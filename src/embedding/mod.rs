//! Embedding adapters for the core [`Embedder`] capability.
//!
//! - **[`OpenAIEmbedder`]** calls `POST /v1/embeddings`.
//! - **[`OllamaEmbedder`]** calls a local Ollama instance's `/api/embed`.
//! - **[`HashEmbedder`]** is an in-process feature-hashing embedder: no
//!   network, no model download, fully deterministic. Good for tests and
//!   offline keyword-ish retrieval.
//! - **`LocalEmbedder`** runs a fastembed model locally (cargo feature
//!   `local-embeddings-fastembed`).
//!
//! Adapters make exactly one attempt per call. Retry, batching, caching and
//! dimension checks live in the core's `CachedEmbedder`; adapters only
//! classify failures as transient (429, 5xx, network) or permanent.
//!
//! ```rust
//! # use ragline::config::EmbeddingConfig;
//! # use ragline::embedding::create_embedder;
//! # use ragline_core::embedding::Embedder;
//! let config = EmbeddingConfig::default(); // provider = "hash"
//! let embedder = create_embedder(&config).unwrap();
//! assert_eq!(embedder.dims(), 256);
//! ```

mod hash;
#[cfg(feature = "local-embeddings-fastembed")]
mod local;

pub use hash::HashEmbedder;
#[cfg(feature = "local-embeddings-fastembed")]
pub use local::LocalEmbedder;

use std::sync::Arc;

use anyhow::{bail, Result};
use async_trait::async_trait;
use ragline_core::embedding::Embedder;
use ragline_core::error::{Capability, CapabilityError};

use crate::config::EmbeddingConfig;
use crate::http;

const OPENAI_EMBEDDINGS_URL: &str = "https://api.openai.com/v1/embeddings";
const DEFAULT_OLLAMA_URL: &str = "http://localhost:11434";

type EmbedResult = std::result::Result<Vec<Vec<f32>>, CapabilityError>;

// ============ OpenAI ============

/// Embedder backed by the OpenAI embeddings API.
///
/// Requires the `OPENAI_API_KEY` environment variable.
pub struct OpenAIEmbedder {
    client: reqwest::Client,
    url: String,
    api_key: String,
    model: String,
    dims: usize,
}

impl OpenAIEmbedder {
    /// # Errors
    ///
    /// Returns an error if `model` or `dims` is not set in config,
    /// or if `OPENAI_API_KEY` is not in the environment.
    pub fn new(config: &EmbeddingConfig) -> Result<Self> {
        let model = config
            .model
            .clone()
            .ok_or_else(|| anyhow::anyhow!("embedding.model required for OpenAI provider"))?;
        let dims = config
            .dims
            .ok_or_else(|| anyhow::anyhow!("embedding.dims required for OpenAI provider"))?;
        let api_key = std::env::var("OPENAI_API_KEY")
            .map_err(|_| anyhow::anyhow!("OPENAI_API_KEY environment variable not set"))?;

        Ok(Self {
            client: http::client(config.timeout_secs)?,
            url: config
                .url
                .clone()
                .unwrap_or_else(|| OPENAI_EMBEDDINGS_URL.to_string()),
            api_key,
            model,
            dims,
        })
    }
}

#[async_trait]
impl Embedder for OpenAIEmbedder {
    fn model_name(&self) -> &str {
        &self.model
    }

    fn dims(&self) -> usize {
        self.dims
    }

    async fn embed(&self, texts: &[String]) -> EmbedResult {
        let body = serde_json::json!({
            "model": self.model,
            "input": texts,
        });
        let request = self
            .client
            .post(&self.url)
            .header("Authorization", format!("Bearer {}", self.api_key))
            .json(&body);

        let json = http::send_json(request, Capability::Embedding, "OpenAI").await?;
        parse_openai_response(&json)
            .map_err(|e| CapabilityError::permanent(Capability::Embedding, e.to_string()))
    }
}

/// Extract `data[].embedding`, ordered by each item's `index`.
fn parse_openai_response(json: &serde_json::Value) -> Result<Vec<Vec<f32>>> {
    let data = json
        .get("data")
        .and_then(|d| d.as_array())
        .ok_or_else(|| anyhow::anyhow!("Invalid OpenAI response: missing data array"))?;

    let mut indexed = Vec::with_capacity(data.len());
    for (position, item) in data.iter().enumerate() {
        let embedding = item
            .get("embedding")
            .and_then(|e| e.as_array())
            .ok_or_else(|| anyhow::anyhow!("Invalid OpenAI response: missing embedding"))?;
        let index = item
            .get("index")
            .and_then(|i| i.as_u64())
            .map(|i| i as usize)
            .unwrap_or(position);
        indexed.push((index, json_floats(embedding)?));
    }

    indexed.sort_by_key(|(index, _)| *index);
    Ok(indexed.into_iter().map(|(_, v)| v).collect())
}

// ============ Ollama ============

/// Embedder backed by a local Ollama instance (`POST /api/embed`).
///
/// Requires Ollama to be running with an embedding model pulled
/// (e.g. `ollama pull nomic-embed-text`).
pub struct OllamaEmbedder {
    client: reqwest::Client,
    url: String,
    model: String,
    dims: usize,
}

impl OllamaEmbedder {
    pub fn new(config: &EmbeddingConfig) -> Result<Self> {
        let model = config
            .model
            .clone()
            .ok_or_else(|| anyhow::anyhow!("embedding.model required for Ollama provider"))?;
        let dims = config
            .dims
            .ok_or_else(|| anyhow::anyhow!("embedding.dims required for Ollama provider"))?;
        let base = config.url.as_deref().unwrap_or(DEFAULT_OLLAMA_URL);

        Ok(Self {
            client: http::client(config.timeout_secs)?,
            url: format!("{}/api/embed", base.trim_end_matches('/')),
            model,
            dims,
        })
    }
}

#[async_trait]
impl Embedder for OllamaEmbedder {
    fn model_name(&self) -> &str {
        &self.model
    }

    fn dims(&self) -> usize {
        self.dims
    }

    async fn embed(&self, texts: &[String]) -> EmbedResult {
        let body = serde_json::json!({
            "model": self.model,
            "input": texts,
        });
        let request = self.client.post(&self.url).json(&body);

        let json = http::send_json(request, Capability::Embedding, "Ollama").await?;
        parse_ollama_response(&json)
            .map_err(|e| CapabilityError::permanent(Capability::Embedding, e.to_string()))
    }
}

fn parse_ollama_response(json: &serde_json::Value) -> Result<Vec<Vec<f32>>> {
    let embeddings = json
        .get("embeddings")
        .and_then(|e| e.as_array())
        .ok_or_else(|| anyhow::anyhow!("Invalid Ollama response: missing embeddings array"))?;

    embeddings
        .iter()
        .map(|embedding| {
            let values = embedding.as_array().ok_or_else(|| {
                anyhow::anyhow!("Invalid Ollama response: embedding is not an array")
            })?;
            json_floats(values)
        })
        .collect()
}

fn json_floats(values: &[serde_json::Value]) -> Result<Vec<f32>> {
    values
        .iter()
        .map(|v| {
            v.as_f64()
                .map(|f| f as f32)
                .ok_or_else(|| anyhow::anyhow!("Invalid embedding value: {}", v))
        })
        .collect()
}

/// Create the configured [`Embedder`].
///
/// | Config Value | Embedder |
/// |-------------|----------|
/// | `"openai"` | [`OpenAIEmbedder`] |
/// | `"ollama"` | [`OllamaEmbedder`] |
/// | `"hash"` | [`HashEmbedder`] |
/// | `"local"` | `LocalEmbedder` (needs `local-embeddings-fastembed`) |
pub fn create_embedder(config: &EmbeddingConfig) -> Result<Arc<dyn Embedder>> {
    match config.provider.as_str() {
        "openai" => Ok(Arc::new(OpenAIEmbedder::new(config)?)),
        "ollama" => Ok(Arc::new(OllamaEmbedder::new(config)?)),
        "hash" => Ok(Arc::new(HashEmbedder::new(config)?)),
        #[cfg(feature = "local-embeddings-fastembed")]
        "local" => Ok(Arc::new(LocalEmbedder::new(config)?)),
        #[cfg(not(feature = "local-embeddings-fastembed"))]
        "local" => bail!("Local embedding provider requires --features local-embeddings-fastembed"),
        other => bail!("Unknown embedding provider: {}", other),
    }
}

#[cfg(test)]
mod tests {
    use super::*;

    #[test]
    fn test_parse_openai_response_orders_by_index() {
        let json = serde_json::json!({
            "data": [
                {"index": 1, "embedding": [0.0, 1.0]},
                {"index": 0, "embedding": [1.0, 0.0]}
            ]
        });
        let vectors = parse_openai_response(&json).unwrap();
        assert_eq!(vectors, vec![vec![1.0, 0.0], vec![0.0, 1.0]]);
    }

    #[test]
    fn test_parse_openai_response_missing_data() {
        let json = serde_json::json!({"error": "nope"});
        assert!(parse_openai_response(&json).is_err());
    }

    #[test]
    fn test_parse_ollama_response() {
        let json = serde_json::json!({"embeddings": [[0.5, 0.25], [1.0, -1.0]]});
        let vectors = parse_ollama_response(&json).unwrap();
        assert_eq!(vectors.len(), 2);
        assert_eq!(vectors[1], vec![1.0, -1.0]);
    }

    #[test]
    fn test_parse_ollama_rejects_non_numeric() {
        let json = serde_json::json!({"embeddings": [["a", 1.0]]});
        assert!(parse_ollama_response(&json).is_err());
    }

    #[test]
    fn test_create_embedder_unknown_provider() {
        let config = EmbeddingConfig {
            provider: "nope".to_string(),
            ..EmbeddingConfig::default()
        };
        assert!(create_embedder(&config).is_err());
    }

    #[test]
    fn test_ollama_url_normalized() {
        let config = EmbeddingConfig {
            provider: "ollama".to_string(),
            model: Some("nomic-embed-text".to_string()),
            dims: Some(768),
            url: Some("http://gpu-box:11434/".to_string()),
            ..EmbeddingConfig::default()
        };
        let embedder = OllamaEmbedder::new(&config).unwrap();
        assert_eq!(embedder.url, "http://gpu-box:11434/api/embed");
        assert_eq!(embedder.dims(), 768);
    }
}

→ WHAT YOU ARE ASKED TO DO
"pub use local::LocalEmbedder;" marks the last line to print; print everything from the first line of the data through that line, unchanged, and nothing more.

→ RESPONSE
filename src/embedding/mod.rs
//! Embedding adapters for the core [`Embedder`] capability.
//!
//! - **[`OpenAIEmbedder`]** calls `POST /v1/embeddings`.
//! - **[`OllamaEmbedder`]** calls a local Ollama instance's `/api/embed`.
//! - **[`HashEmbedder`]** is an in-process feature-hashing embedder: no
//!   network, no model download, fully deterministic. Good for tests and
//!   offline keyword-ish retrieval.
//! - **`LocalEmbedder`** runs a fastembed model locally (cargo feature
//!   `local-embeddings-fastembed`).
//!
//! Adapters make exactly one attempt per call. Retry, batching, caching and
//! dimension checks live in the core's `CachedEmbedder`; adapters only
//! classify failures as transient (429, 5xx, network) or permanent.
//!
//! ```rust
//! # use ragline::config::EmbeddingConfig;
//! # use ragline::embedding::create_embedder;
//! # use ragline_core::embedding::Embedder;
//! let config = EmbeddingConfig::default(); // provider = "hash"
//! let embedder = create_embedder(&config).unwrap();
//! assert_eq!(embedder.dims(), 256);
//! ```

mod hash;
#[cfg(feature = "local-embeddings-fastembed")]
mod local;

pub use hash::HashEmbedder;
#[cfg(feature = "local-embeddings-fastembed")]
pub use local::LocalEmbedder;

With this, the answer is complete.